• Task objective: Pull each line containing "async" out of the data and copy it.

• Material provided:
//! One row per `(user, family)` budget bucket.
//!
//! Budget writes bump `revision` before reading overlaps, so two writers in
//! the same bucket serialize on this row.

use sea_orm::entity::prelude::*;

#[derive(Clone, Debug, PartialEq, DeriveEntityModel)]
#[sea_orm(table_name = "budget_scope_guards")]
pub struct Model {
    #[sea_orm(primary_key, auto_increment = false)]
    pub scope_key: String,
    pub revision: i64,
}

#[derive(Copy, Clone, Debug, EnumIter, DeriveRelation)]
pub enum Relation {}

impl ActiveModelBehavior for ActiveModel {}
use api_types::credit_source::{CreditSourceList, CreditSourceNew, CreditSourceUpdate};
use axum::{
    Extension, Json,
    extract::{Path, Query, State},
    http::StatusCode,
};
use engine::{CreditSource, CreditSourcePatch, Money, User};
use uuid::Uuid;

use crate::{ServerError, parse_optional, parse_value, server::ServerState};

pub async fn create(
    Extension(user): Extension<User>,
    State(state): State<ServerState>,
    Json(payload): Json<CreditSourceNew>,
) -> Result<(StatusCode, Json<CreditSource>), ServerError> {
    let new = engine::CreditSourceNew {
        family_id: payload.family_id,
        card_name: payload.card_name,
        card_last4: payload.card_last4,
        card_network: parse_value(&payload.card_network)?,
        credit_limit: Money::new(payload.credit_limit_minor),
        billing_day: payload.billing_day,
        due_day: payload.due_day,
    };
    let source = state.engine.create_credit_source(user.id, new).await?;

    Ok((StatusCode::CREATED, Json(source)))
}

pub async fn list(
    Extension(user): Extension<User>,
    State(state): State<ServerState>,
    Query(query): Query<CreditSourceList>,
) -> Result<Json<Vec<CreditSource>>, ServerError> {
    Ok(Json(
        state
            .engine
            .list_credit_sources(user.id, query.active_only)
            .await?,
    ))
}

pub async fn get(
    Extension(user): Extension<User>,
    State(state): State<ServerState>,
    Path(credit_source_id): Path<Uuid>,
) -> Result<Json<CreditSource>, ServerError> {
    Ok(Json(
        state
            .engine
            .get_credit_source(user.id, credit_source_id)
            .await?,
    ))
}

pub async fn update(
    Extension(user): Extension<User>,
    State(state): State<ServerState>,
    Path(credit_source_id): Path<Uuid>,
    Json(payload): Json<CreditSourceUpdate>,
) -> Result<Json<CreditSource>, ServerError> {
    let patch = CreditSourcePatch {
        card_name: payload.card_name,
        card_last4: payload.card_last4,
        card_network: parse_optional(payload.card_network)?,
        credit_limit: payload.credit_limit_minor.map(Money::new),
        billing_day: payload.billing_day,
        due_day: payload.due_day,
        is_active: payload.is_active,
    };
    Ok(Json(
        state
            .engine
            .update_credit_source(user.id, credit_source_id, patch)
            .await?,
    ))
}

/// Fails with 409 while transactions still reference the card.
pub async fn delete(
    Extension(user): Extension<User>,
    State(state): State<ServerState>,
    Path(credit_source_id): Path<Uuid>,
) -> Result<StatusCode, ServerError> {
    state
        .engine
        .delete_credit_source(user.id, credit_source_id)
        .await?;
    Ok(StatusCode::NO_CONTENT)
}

• Output of the task:
pub async fn create(
pub async fn list(
pub async fn get(
pub async fn update(
pub async fn delete(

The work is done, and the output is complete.